いつも本を速く読もうとする人は、詩篇や古典を少しゆっくりと味わってみるといいかもしれない。その場合、理解力を磨く必要があるだろう。十分な理解力が伴わないと、その良さがよくわからない。ストーリー(物語)も話の流れを追うだけではない。どちらが速く最後のページにたどり着くか、誰かと競いあうようなものではないのだ。大切なのは、ほかの人の気持ちになって(トールキンの作品を読めば「ホビット」の気持ちになって)過ごしてみることだ。

 

 できる範囲で構わないから、そのようにしてなるべく本と長く過ごしたい。残りのページ数が十ページを切ったところでお腹に痛みのようなものを感じることがあれば、読むべき本を読んでいると考えて間違いない。その本を急いで読み終えようとしてはいけない。好きな本はいつでも読み直せるが、読まなかった状態に戻すことはできないからだ。一度読んでしまえば、もう元に戻すことはできない。

つまらないと感じる本は、投げ出してもよい

 本が自宅に届いたら、あるいは地元の図書館で本を見つけたら、次のようにしてみよう。

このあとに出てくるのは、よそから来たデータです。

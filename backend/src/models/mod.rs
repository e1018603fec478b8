//! Domain models for the listings analytics service.
//!
//! - [`Listing`] - One cleaned job/internship record
//! - [`Table`] - The immutable, ordered collection of listings
//! - Aggregate records returned by the query layer ([`DomainCount`],
//!   [`SalaryRange`], [`DomainComparison`], [`KeyInsights`], ...)

use serde::ser::SerializeMap;
use serde::{Deserialize, Serialize, Serializer};
use std::collections::BTreeMap;

// =============================================================================
// Listing
// =============================================================================

/// A single job or internship listing after cleaning.
///
/// Serializes with the source CSV headers so filtered rows look like the
/// records they were read from. Columns the service does not interpret are
/// kept in [`Listing::extra`].
#[derive(Debug, Clone, Serialize, Deserialize, PartialEq)]
pub struct Listing {
    #[serde(rename = "Job Title")]
    pub job_title: String,
    #[serde(rename = "Company")]
    pub company: String,
    #[serde(rename = "Location")]
    pub location: String,
    pub min_salary: f64,
    pub max_salary: f64,
    pub avg_salary: f64,
    #[serde(flatten)]
    pub extra: BTreeMap<String, String>,
}

impl Listing {
    /// Create a listing with no extra columns.
    pub fn new(
        job_title: impl Into<String>,
        company: impl Into<String>,
        location: impl Into<String>,
        min_salary: f64,
        max_salary: f64,
        avg_salary: f64,
    ) -> Self {
        Self {
            job_title: job_title.into(),
            company: company.into(),
            location: location.into(),
            min_salary,
            max_salary,
            avg_salary,
            extra: BTreeMap::new(),
        }
    }
}

// =============================================================================
// Table
// =============================================================================

/// Ordered, read-only collection of listings.
///
/// Built once by the loader and shared behind an `Arc`; nothing mutates it.
#[derive(Debug, Clone, Default, Serialize, PartialEq)]
#[serde(transparent)]
pub struct Table {
    listings: Vec<Listing>,
}

impl Table {
    pub fn new(listings: Vec<Listing>) -> Self {
        Self { listings }
    }

    /// The degraded-mode table used when loading fails.
    pub fn empty() -> Self {
        Self::default()
    }

    pub fn len(&self) -> usize {
        self.listings.len()
    }

    pub fn is_empty(&self) -> bool {
        self.listings.is_empty()
    }

    pub fn listings(&self) -> &[Listing] {
        &self.listings
    }

    pub fn iter(&self) -> std::slice::Iter<'_, Listing> {
        self.listings.iter()
    }
}

impl FromIterator<Listing> for Table {
    fn from_iter<I: IntoIterator<Item = Listing>>(iter: I) -> Self {
        Self::new(iter.into_iter().collect())
    }
}

impl<'a> IntoIterator for &'a Table {
    type Item = &'a Listing;
    type IntoIter = std::slice::Iter<'a, Listing>;

    fn into_iter(self) -> Self::IntoIter {
        self.listings.iter()
    }
}

// =============================================================================
// Counts
// =============================================================================

/// Number of listings for one job title.
#[derive(Debug, Clone, Serialize, Deserialize, PartialEq)]
pub struct DomainCount {
    pub domain: String,
    pub count: usize,
}

/// Number of listings in one city.
#[derive(Debug, Clone, Serialize, Deserialize, PartialEq)]
pub struct CityCount {
    pub city: String,
    pub count: usize,
}

/// Number of listings posted by one company.
#[derive(Debug, Clone, Serialize, Deserialize, PartialEq)]
pub struct CompanyCount {
    pub company: String,
    pub count: usize,
}

/// Ranked `(value, count)` pairs that serialize as a JSON object in rank order.
///
/// `{"Google": 3, "Acme": 1}` rather than an array, keeping the ranking
/// even though JSON objects are unordered in general.
#[derive(Debug, Clone, Default, PartialEq)]
pub struct RankedCounts(pub Vec<(String, usize)>);

impl RankedCounts {
    pub fn len(&self) -> usize {
        self.0.len()
    }

    pub fn is_empty(&self) -> bool {
        self.0.is_empty()
    }

    pub fn get(&self, key: &str) -> Option<usize> {
        self.0.iter().find(|(k, _)| k == key).map(|(_, c)| *c)
    }
}

impl Serialize for RankedCounts {
    fn serialize<S: Serializer>(&self, serializer: S) -> Result<S::Ok, S::Error> {
        let mut map = serializer.serialize_map(Some(self.0.len()))?;
        for (key, count) in &self.0 {
            map.serialize_entry(key, count)?;
        }
        map.end()
    }
}

// =============================================================================
// Salaries
// =============================================================================

/// Mean advertised salary for one job title.
#[derive(Debug, Clone, Serialize, Deserialize, PartialEq)]
pub struct DomainSalary {
    pub domain: String,
    pub avg_salary: f64,
}

/// Mean salary bounds for one job title.
#[derive(Debug, Clone, Serialize, Deserialize, PartialEq)]
pub struct SalaryRange {
    pub domain: String,
    pub min_salary: f64,
    pub max_salary: f64,
    pub avg_salary: f64,
}

// =============================================================================
// Comparison
// =============================================================================

/// Statistics for one side of a domain comparison.
///
/// Means are `None` when no listing has this job title.
#[derive(Debug, Clone, Serialize, PartialEq)]
pub struct DomainSummary {
    pub name: String,
    pub count: usize,
    pub avg_salary: Option<f64>,
    pub min_salary: Option<f64>,
    pub max_salary: Option<f64>,
    pub top_companies: RankedCounts,
    pub top_locations: RankedCounts,
}

/// Side-by-side statistics for two job titles.
#[derive(Debug, Clone, Serialize, PartialEq)]
pub struct DomainComparison {
    pub domain1: DomainSummary,
    pub domain2: DomainSummary,
}

// =============================================================================
// Key Insights
// =============================================================================

/// Dataset-wide summary.
///
/// Every `Option` is `None` and every number is zero for an empty table.
#[derive(Debug, Clone, Default, Serialize, Deserialize, PartialEq)]
pub struct KeyInsights {
    pub top_paying_domain: Option<String>,
    pub top_hiring_domain: Option<String>,
    pub top_hiring_company: Option<String>,
    pub top_location: Option<String>,
    pub avg_internship_salary: f64,
    pub total_companies: usize,
    pub total_domains: usize,
    pub total_listings: usize,
}

#[cfg(test)]
mod tests {
    use super::*;

    #[test]
    fn test_listing_uses_source_headers() {
        let mut listing = Listing::new("Data Science", "Acme", "Pune", 1000.0, 3000.0, 2000.0);
        listing.extra.insert("Duration".into(), "3 Months".into());

        let json = serde_json::to_value(&listing).unwrap();
        assert_eq!(json["Job Title"], "Data Science");
        assert_eq!(json["Company"], "Acme");
        assert_eq!(json["Location"], "Pune");
        assert_eq!(json["avg_salary"], 2000.0);
        assert_eq!(json["Duration"], "3 Months");
    }

    #[test]
    fn test_ranked_counts_keep_rank_order() {
        let counts = RankedCounts(vec![("Zeta".into(), 5), ("Alpha".into(), 2)]);
        let json = serde_json::to_string(&counts).unwrap();
        assert_eq!(json, r#"{"Zeta":5,"Alpha":2}"#);
        assert_eq!(counts.get("Alpha"), Some(2));
        assert_eq!(counts.get("Beta"), None);
    }

    #[test]
    fn test_table_from_iter() {
        let table: Table = vec![
            Listing::new("A", "X", "P", 0.0, 0.0, 0.0),
            Listing::new("B", "Y", "Q", 0.0, 0.0, 0.0),
        ]
        .into_iter()
        .collect();

        assert_eq!(table.len(), 2);
        assert!(!table.is_empty());
        assert_eq!(table.listings()[1].job_title, "B");
        assert!(Table::empty().is_empty());
    }

    #[test]
    fn test_empty_insights_serialize_nulls() {
        let json = serde_json::to_value(KeyInsights::default()).unwrap();
        assert!(json["top_paying_domain"].is_null());
        assert_eq!(json["total_listings"], 0);
        assert_eq!(json["avg_internship_salary"], 0.0);
    }
}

 その本が届くのを待っているあいだ、書名があなたの頭の中をよぎることがあったと思うが、本を開いて、最初のページを、あるいは次のページを読んでみよう。

 やっぱり心がつかまれるか?

 であれば、読み進めよう。腰をおろして読むのがいいが、最初のページあるいは次のページを読んで響くものがなかったら?

 であれば、いつもしないようなことをしよう。(きっと)すでに耳にしていると思うが、いつもするようなことをいつもしていれば、人生はつまらなくなるからだ。

 すべて読む必要はない。惹かれない本は読まずに投げ出してしまおう。その本は10年後も手に入るし、その頃はあなたも変わっていて、ひょっとするとその本を楽しく読めるかもしれない。でも、今は放り出してしまおう。あきらめが肝心だ。でも、そのあいだに別のことをしてほしい。非常に重要なことだ。